How to split strings over multiple lines in Bash?

user880248 picture user880248 · Sep 6, 2011 · Viewed 166.6k times · Source

How can i split my long string constant over multiple lines?

I realize that you can do this:

echo "continuation \
lines"
>continuation lines

However, if you have indented code, it doesn't work out so well:

    echo "continuation \
    lines"
>continuation     lines

Answer

Ray Toal picture Ray Toal · Sep 6, 2011

This is what you may want

$       echo "continuation"\
>       "lines"
continuation lines

If this creates two arguments to echo and you only want one, then let's look at string concatenation. In bash, placing two strings next to each other concatenate:

$ echo "continuation""lines"
continuationlines

So a continuation line without an indent is one way to break up a string:

$ echo "continuation"\
> "lines"
continuationlines

But when an indent is used:

$       echo "continuation"\
>       "lines"
continuation lines

You get two arguments because this is no longer a concatenation.

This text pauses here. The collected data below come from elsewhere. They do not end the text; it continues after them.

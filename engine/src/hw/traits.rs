use crate::error::BackendError;
use crate::format::{AccessLayout, DeviceFormat};
use nix::libc;
use std::os::fd::RawFd;

#[derive(Debug, Clone, Copy, PartialEq, Eq, Hash)]
pub enum StreamDirection {
    Output,
    Input,
}

impl StreamDirection {
    pub fn label(self) -> &'static str {
        match self {
            Self::Output => "playback",
            Self::Input => "capture",
        }
    }
}

#[derive(Debug, Clone, Copy, Default, PartialEq, Eq, Hash)]
pub struct Readiness {
    pub readable: bool,
    pub writable: bool,
}

impl Readiness {
    pub const READ: Self = Self {
        readable: true,
        writable: false,
    };
    pub const WRITE: Self = Self {
        readable: false,
        writable: true,
    };

    pub fn from_poll(bits: libc::c_short) -> Self {
        Self {
            readable: bits & libc::POLLIN != 0,
            writable: bits & libc::POLLOUT != 0,
        }
    }

    pub fn to_poll(self) -> libc::c_short {
        let mut bits = 0;
        if self.readable {
            bits |= libc::POLLIN;
        }
        if self.writable {
            bits |= libc::POLLOUT;
        }
        bits
    }

    pub fn is_empty(self) -> bool {
        !self.readable && !self.writable
    }
}

/// A pollable descriptor of a prepared stream and the readiness it waits for.
#[derive(Debug, Clone, Copy, PartialEq, Eq)]
pub struct PollDescriptor {
    pub fd: RawFd,
    pub events: Readiness,
}

pub type DescriptorSet = Vec<PollDescriptor>;

/// Device backend that can open PCM streams by name.
pub trait PcmBackend: Send + Sync + 'static {
    type Stream: PcmStream;

    const LABEL: &'static str;

    fn open(&self, device: &str, direction: StreamDirection) -> Result<Self::Stream, BackendError>;
}

/// Hardware parameter space of an open stream. Dropping it releases it.
pub trait HwParamsOps {
    fn set_access(&self, access: AccessLayout) -> Result<(), BackendError>;
    fn set_format(&self, format: DeviceFormat) -> Result<(), BackendError>;
    /// Returns the rate the backend actually picked.
    fn set_rate_near(&self, rate: u32) -> Result<u32, BackendError>;
    fn set_channels(&self, channels: u32) -> Result<(), BackendError>;
}

pub trait SwParamsOps {
    fn set_avail_min(&self, frames: i64) -> Result<(), BackendError>;
    fn set_start_threshold(&self, frames: i64) -> Result<(), BackendError>;
}

/// One open PCM stream. Closing happens on drop.
pub trait PcmStream: Send + 'static {
    type HwParams<'a>: HwParamsOps
    where
        Self: 'a;
    type SwParams<'a>: SwParamsOps
    where
        Self: 'a;

    fn hw_params_any(&self) -> Result<Self::HwParams<'_>, BackendError>;
    fn commit_hw_params(&self, params: &Self::HwParams<'_>) -> Result<(), BackendError>;
    fn sw_params_current(&self) -> Result<Self::SwParams<'_>, BackendError>;
    fn commit_sw_params(&self, params: &Self::SwParams<'_>) -> Result<(), BackendError>;

    fn prepare(&self) -> Result<(), BackendError>;
    /// Stops the stream, discarding pending frames.
    fn drop_pending(&self) -> Result<(), BackendError>;
    /// Stops the stream after pending frames have played.
    fn drain(&self) -> Result<(), BackendError>;
    fn recover(&self, err: &BackendError) -> Result<(), BackendError>;

    /// Writes whole interleaved frames, returning the frame count accepted.
    fn write_interleaved(&self, data: &[u8]) -> Result<usize, BackendError>;
    /// Writes `frames` frames from one buffer per channel.
    fn write_planar(&self, channels: &[&[u8]], frames: usize) -> Result<usize, BackendError>;

    fn poll_descriptors(&self) -> Result<DescriptorSet, BackendError>;
    /// Translates raw readiness on `pfd` into what the stream is actually ready for.
    fn revents(&self, pfd: &PollDescriptor, raw: Readiness) -> Result<Readiness, BackendError>;
}
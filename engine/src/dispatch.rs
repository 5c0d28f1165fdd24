use crate::error::{BridgeError, Result};
use crate::hw::traits::{DescriptorSet, PollDescriptor, Readiness, StreamDirection};
use nix::errno::Errno;
use nix::libc;
use std::fs::File;
use std::io::{ErrorKind, Read, Write};
use std::panic::{AssertUnwindSafe, catch_unwind};
use std::os::fd::{AsRawFd, FromRawFd, OwnedFd};
use std::sync::{Arc, Condvar, Mutex, MutexGuard, OnceLock, PoisonError, Weak};
use std::thread::{JoinHandle, ThreadId};
use tracing::{debug, error, warn};

pub const SCHEDULER_THREAD_NAME: &str = "pcmbridge-events";

pub type SourceId = u64;

/// Immutable record handed to a handler for each readiness notification.
#[derive(Debug, Clone, Copy, PartialEq, Eq)]
pub struct EventContext {
    pub source: SourceId,
    pub stream: StreamDirection,
    pub descriptor: PollDescriptor,
    /// The readiness this source watches for.
    pub interest: Readiness,
    /// Raw readiness reported by the OS; may be stale or coalesced.
    pub fired: Readiness,
    /// The OS also reported an error or hangup condition.
    pub error: bool,
}

/// What the scheduler does with a source after its handler returned.
#[derive(Debug, Clone, Copy, PartialEq, Eq)]
pub enum Disposition {
    Keep,
    /// Stop watching this source; the owner's later `cancel` is a no-op for it.
    Remove,
}

pub trait EventHandler: Send + Sync {
    fn handle(&self, ctx: EventContext) -> Disposition;
}

struct Source {
    id: SourceId,
    stream: StreamDirection,
    descriptor: PollDescriptor,
    interest: Readiness,
    handler: Arc<dyn EventHandler>,
}

#[derive(Default)]
struct SchedulerState {
    sources: Vec<Source>,
    next_id: SourceId,
    running: Option<SourceId>,
    shutdown: bool,
}

struct Shared {
    state: Mutex<SchedulerState>,
    idle: Condvar,
    wake_rx: File,
    wake_tx: File,
}

impl Shared {
    fn lock(&self) -> MutexGuard<'_, SchedulerState> {
        self.state.lock().unwrap_or_else(PoisonError::into_inner)
    }

    fn wake(&self) {
        if let Err(e) = (&self.wake_tx).write(&[1]) {
            if e.kind() != ErrorKind::WouldBlock {
                error!("event scheduler wake failed: {e}");
            }
        }
    }

    fn drain_wake(&self) {
        let mut buf = [0_u8; 64];
        loop {
            match (&self.wake_rx).read(&mut buf) {
                Ok(0) => break,
                Ok(_) => continue,
                Err(e) if e.kind() == ErrorKind::Interrupted => continue,
                Err(_) => break,
            }
        }
    }
}

fn nonblocking_pipe() -> Result<(File, File)> {
    let mut fds = [0; 2];
    if unsafe { libc::pipe(fds.as_mut_ptr()) } != 0 {
        return Err(BridgeError::Scheduler(format!("pipe failed: {}", Errno::last())));
    }
    let (rx, tx) = unsafe { (OwnedFd::from_raw_fd(fds[0]), OwnedFd::from_raw_fd(fds[1])) };
    for fd in [&rx, &tx] {
        let raw = fd.as_raw_fd();
        let flags = unsafe { libc::fcntl(raw, libc::F_GETFL) };
        if flags < 0
            || unsafe { libc::fcntl(raw, libc::F_SETFL, flags | libc::O_NONBLOCK) } < 0
            || unsafe { libc::fcntl(raw, libc::F_SETFD, libc::FD_CLOEXEC) } < 0
        {
            return Err(BridgeError::Scheduler(format!("fcntl failed: {}", Errno::last())));
        }
    }
    Ok((File::from(rx), File::from(tx)))
}

/// One background thread that polls every registered source and runs their
/// handlers one at a time.
pub struct Scheduler {
    shared: Arc<Shared>,
    thread: Option<JoinHandle<()>>,
    thread_id: ThreadId,
}

impl std::fmt::Debug for Scheduler {
    fn fmt(&self, f: &mut std::fmt::Formatter<'_>) -> std::fmt::Result {
        f.debug_struct("Scheduler")
            .field("sources", &self.source_count())
            .field("thread_id", &self.thread_id)
            .finish()
    }
}

fn registry() -> &'static Mutex<Weak<Scheduler>> {
    static REG: OnceLock<Mutex<Weak<Scheduler>>> = OnceLock::new();
    REG.get_or_init(|| Mutex::new(Weak::new()))
}

impl Scheduler {
    /// Process-wide instance, created on first use and torn down with its last user.
    pub fn shared() -> Result<Arc<Scheduler>> {
        let mut slot = registry().lock().unwrap_or_else(PoisonError::into_inner);
        if let Some(existing) = slot.upgrade() {
            return Ok(existing);
        }
        let created = Arc::new(Self::spawn()?);
        *slot = Arc::downgrade(&created);
        Ok(created)
    }

    pub fn spawn() -> Result<Scheduler> {
        let (wake_rx, wake_tx) = nonblocking_pipe()?;
        let shared = Arc::new(Shared {
            state: Mutex::new(SchedulerState::default()),
            idle: Condvar::new(),
            wake_rx,
            wake_tx,
        });
        let worker = shared.clone();
        let thread = std::thread::Builder::new()
            .name(SCHEDULER_THREAD_NAME.to_string())
            .spawn(move || run(worker))
            .map_err(|e| BridgeError::Scheduler(format!("failed to spawn event thread: {e}")))?;
        let thread_id = thread.thread().id();
        Ok(Self {
            shared,
            thread: Some(thread),
            thread_id,
        })
    }

    pub fn source_count(&self) -> usize {
        self.shared.lock().sources.len()
    }

    fn contains_any(&self, ids: &[SourceId]) -> bool {
        self.shared.lock().sources.iter().any(|s| ids.contains(&s.id))
    }

    fn register(
        &self,
        specs: impl IntoIterator<Item = (StreamDirection, PollDescriptor, Readiness)>,
        handler: &Arc<dyn EventHandler>,
    ) -> Vec<SourceId> {
        let mut st = self.shared.lock();
        let mut ids = Vec::new();
        for (stream, descriptor, interest) in specs {
            let id = st.next_id;
            st.next_id += 1;
            st.sources.push(Source {
                id,
                stream,
                descriptor,
                interest,
                handler: handler.clone(),
            });
            ids.push(id);
        }
        drop(st);
        self.shared.wake();
        ids
    }

    /// Removes `ids`. When this returns, none of their handlers is running and
    /// none will run again. Called from a handler, it cannot wait for itself.
    fn cancel(&self, ids: &[SourceId]) {
        if ids.is_empty() {
            return;
        }
        let mut st = self.shared.lock();
        st.sources.retain(|s| !ids.contains(&s.id));
        self.shared.wake();
        if std::thread::current().id() == self.thread_id {
            return;
        }
        while st.running.is_some_and(|id| ids.contains(&id)) {
            st = self
                .shared
                .idle
                .wait(st)
                .unwrap_or_else(PoisonError::into_inner);
        }
    }
}

impl Drop for Scheduler {
    fn drop(&mut self) {
        self.shared.lock().shutdown = true;
        self.shared.wake();
        if let Some(thread) = self.thread.take() {
            if std::thread::current().id() != self.thread_id {
                let _ = thread.join();
            }
        }
        debug!("event scheduler stopped");
    }
}

fn run(shared: Arc<Shared>) {
    let mut pollfds: Vec<libc::pollfd> = Vec::new();
    let mut ids: Vec<SourceId> = Vec::new();
    loop {
        {
            let st = shared.lock();
            if st.shutdown {
                return;
            }
            pollfds.clear();
            ids.clear();
            pollfds.push(libc::pollfd {
                fd: shared.wake_rx.as_raw_fd(),
                events: libc::POLLIN,
                revents: 0,
            });
            for src in &st.sources {
                pollfds.push(libc::pollfd {
                    fd: src.descriptor.fd,
                    events: src.interest.to_poll(),
                    revents: 0,
                });
                ids.push(src.id);
            }
        }

        let rc = unsafe { libc::poll(pollfds.as_mut_ptr(), pollfds.len() as libc::nfds_t, -1) };
        if rc < 0 {
            let err = Errno::last();
            if err != Errno::EINTR {
                error!("event scheduler poll failed: {err}");
                std::thread::sleep(std::time::Duration::from_millis(10));
            }
            continue;
        }
        if pollfds[0].revents != 0 {
            shared.drain_wake();
        }
        for (pfd, id) in pollfds[1..].iter().zip(&ids) {
            if pfd.revents != 0 {
                dispatch(&shared, *id, pfd.revents);
            }
        }
    }
}

fn dispatch(shared: &Shared, id: SourceId, revents: libc::c_short) {
    let (handler, ctx) = {
        let mut st = shared.lock();
        if st.shutdown {
            return;
        }
        // Cancelled between poll and now.
        let Some(src) = st.sources.iter().find(|s| s.id == id) else {
            return;
        };
        let ctx = EventContext {
            source: src.id,
            stream: src.stream,
            descriptor: src.descriptor,
            interest: src.interest,
            fired: Readiness::from_poll(revents),
            error: revents & (libc::POLLERR | libc::POLLHUP | libc::POLLNVAL) != 0,
        };
        let handler = src.handler.clone();
        st.running = Some(id);
        (handler, ctx)
    };
    // A panicking handler must not take the shared thread down with it, nor
    // leave `running` set for a cancel to wait on.
    let disposition = match catch_unwind(AssertUnwindSafe(|| handler.handle(ctx))) {
        Ok(disposition) => disposition,
        Err(_) => {
            error!("event handler for source {id} panicked, source removed");
            Disposition::Remove
        }
    };
    let mut st = shared.lock();
    st.running = None;
    if disposition == Disposition::Remove {
        st.sources.retain(|s| s.id != id);
        warn!("{} source {id} no longer watched", ctx.stream.label());
    }
    drop(st);
    shared.idle.notify_all();
}

/// The sources one bridge instance keeps on a shared [`Scheduler`].
#[derive(Debug)]
pub struct EventDispatcher {
    scheduler: Arc<Scheduler>,
    sources: Vec<SourceId>,
}

impl EventDispatcher {
    pub fn new(scheduler: Arc<Scheduler>) -> Self {
        Self {
            scheduler,
            sources: Vec::new(),
        }
    }

    pub fn scheduler(&self) -> &Arc<Scheduler> {
        &self.scheduler
    }

    /// True while at least one of this instance's sources is still watched.
    pub fn is_active(&self) -> bool {
        !self.sources.is_empty() && self.scheduler.contains_any(&self.sources)
    }

    pub fn source_count(&self) -> usize {
        self.sources.len()
    }

    /// Watches every descriptor in `set`, one source per readiness direction.
    pub fn register(
        &mut self,
        stream: StreamDirection,
        set: &DescriptorSet,
        handler: Arc<dyn EventHandler>,
    ) -> usize {
        let mut specs = Vec::new();
        for pfd in set {
            if pfd.events.readable {
                specs.push((stream, *pfd, Readiness::READ));
            }
            if pfd.events.writable {
                specs.push((stream, *pfd, Readiness::WRITE));
            }
        }
        let ids = self.scheduler.register(specs, &handler);
        let count = ids.len();
        self.sources.extend(ids);
        count
    }

    pub fn cancel(&mut self) {
        let ids = std::mem::take(&mut self.sources);
        self.scheduler.cancel(&ids);
    }
}

impl Drop for EventDispatcher {
    fn drop(&mut self) {
        self.cancel();
    }
}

If you would like a single string which crosses lines, while indenting but not getting all those spaces, one approach you can try is to ditch the continuation line and use variables:

$ a="continuation"
$ b="lines"
$ echo $a$b
continuationlines

This will allow you to have cleanly indented code at the expense of additional variables. If you make the variables local it should not be too bad.